Work task =>
Wherever the string "indexed" shows up in the data below, copy the whole line.

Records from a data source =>
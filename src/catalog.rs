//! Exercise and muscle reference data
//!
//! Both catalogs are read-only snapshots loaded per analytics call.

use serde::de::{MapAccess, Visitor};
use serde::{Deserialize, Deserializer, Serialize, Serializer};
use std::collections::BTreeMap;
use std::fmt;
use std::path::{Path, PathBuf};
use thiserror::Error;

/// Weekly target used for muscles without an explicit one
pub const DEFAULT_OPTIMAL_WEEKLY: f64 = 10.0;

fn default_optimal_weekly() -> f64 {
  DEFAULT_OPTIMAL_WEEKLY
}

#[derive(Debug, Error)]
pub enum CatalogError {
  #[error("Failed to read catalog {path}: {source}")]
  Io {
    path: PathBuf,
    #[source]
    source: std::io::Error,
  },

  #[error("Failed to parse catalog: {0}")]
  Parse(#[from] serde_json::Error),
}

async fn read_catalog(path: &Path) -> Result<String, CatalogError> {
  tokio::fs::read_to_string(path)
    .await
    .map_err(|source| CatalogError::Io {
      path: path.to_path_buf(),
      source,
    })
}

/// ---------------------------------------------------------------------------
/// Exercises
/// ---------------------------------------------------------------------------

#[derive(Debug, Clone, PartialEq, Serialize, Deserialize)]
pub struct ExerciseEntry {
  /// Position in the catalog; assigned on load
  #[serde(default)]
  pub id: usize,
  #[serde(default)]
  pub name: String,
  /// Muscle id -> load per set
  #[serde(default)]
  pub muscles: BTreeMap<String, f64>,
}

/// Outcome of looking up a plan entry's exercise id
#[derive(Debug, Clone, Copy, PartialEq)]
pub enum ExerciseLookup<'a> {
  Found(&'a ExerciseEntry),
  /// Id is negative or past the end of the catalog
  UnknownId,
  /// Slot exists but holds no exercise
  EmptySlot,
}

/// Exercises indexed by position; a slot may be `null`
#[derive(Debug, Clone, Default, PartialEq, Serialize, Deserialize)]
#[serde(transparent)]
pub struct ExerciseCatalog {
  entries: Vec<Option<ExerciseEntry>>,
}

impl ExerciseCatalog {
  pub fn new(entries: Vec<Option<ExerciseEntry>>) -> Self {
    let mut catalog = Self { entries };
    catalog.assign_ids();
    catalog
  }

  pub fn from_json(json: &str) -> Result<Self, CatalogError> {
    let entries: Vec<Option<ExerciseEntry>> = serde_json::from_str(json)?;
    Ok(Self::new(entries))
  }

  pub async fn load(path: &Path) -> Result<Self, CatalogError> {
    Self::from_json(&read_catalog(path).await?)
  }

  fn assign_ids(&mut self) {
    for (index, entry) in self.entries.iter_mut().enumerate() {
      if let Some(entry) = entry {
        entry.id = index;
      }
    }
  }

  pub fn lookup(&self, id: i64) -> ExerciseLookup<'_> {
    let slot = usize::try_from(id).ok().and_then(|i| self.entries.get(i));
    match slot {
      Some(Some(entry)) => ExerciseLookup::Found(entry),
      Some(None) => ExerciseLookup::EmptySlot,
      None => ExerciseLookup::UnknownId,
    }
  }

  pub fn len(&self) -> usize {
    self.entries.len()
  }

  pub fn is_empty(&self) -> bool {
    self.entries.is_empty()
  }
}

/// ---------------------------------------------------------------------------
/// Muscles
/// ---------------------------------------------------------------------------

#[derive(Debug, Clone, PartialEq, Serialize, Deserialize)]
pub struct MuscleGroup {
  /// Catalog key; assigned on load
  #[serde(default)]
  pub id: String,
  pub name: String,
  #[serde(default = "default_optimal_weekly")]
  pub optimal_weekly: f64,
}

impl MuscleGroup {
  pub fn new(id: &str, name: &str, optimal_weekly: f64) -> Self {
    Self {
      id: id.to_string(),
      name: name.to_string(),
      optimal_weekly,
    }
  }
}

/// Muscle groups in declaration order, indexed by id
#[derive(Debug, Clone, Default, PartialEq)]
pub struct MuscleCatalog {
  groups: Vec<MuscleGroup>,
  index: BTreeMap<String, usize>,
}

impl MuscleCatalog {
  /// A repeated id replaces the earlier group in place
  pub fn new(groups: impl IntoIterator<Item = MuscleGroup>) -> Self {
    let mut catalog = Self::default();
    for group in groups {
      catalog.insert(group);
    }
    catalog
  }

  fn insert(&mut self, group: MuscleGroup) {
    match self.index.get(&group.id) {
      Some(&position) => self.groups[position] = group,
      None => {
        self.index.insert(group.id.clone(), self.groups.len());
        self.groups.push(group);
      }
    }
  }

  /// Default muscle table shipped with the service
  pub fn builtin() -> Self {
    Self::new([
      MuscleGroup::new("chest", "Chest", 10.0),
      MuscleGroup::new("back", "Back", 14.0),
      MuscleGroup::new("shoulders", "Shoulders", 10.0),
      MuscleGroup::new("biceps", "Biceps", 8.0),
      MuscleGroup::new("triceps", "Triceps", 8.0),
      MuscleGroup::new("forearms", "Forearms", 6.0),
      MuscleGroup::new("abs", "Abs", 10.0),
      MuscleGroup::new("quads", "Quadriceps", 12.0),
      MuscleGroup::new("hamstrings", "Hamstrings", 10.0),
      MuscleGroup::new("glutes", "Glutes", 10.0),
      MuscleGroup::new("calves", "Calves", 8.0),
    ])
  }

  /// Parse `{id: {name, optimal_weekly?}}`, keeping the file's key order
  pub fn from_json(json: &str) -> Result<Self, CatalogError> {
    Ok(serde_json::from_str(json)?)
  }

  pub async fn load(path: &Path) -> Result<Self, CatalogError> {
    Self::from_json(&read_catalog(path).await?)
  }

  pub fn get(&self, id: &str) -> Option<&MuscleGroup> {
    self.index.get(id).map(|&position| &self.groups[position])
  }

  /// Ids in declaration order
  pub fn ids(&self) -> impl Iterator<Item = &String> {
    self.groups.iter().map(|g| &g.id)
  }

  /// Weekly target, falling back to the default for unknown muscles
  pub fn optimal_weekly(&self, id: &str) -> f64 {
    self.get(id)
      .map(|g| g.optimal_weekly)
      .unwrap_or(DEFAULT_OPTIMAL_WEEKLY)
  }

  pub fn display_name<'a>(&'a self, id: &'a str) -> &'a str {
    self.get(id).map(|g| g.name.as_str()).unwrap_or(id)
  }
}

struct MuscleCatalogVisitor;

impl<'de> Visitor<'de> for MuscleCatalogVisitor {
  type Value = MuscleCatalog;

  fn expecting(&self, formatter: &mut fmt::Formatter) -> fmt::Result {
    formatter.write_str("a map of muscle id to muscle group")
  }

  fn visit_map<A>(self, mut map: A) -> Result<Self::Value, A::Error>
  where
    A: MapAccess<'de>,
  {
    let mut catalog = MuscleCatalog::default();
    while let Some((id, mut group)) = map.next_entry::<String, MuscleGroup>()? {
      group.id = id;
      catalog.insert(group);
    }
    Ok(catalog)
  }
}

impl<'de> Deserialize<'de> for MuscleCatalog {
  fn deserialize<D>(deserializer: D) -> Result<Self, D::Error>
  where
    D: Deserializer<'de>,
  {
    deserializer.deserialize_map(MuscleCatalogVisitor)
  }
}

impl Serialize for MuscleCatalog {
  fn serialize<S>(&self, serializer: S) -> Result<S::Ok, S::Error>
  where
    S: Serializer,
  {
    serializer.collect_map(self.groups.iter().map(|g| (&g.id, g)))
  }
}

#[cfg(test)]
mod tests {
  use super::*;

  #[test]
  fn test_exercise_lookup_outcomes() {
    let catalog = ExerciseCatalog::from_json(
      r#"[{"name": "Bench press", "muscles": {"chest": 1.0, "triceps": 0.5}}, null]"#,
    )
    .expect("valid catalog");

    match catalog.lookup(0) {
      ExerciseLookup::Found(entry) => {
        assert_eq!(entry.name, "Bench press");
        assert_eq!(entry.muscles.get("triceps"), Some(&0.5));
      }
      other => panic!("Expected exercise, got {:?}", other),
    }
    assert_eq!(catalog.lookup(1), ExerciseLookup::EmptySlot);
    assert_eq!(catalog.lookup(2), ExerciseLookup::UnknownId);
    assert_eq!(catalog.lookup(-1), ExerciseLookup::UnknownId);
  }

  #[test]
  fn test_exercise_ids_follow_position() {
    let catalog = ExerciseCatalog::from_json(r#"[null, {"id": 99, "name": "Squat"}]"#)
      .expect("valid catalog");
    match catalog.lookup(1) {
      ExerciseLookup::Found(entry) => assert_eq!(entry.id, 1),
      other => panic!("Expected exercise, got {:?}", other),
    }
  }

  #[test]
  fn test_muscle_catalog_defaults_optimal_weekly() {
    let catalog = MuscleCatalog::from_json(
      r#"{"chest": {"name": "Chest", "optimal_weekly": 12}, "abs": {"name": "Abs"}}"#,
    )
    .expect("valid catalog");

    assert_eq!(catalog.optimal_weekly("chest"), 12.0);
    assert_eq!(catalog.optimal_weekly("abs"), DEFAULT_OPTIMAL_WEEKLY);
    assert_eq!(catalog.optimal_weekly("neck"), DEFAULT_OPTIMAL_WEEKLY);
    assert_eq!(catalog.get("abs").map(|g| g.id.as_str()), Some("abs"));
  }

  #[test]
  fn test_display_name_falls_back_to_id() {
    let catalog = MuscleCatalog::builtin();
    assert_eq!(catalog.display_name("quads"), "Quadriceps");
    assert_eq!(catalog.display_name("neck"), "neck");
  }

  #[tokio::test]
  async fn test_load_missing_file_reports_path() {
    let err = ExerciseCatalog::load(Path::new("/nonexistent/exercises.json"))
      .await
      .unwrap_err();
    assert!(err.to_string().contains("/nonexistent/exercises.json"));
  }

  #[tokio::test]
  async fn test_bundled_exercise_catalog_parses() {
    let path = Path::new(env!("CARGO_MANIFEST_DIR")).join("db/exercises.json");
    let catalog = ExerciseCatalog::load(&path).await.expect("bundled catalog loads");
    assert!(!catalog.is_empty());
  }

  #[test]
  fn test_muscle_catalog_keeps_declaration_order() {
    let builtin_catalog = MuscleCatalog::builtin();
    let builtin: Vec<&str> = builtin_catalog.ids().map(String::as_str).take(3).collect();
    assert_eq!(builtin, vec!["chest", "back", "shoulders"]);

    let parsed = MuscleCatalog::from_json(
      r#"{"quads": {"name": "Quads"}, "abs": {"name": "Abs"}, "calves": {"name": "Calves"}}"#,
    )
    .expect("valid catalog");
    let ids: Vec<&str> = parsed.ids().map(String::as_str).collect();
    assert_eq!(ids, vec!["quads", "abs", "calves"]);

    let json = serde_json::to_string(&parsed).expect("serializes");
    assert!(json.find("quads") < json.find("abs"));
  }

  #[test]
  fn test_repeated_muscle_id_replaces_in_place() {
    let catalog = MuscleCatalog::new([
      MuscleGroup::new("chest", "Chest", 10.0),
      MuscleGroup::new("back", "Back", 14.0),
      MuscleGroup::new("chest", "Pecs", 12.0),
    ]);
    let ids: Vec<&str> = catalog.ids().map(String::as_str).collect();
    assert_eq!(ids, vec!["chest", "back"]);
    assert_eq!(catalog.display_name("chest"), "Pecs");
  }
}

Exercise answer =>
/// Exercises indexed by position; a slot may be `null`
/// Muscle groups in declaration order, indexed by id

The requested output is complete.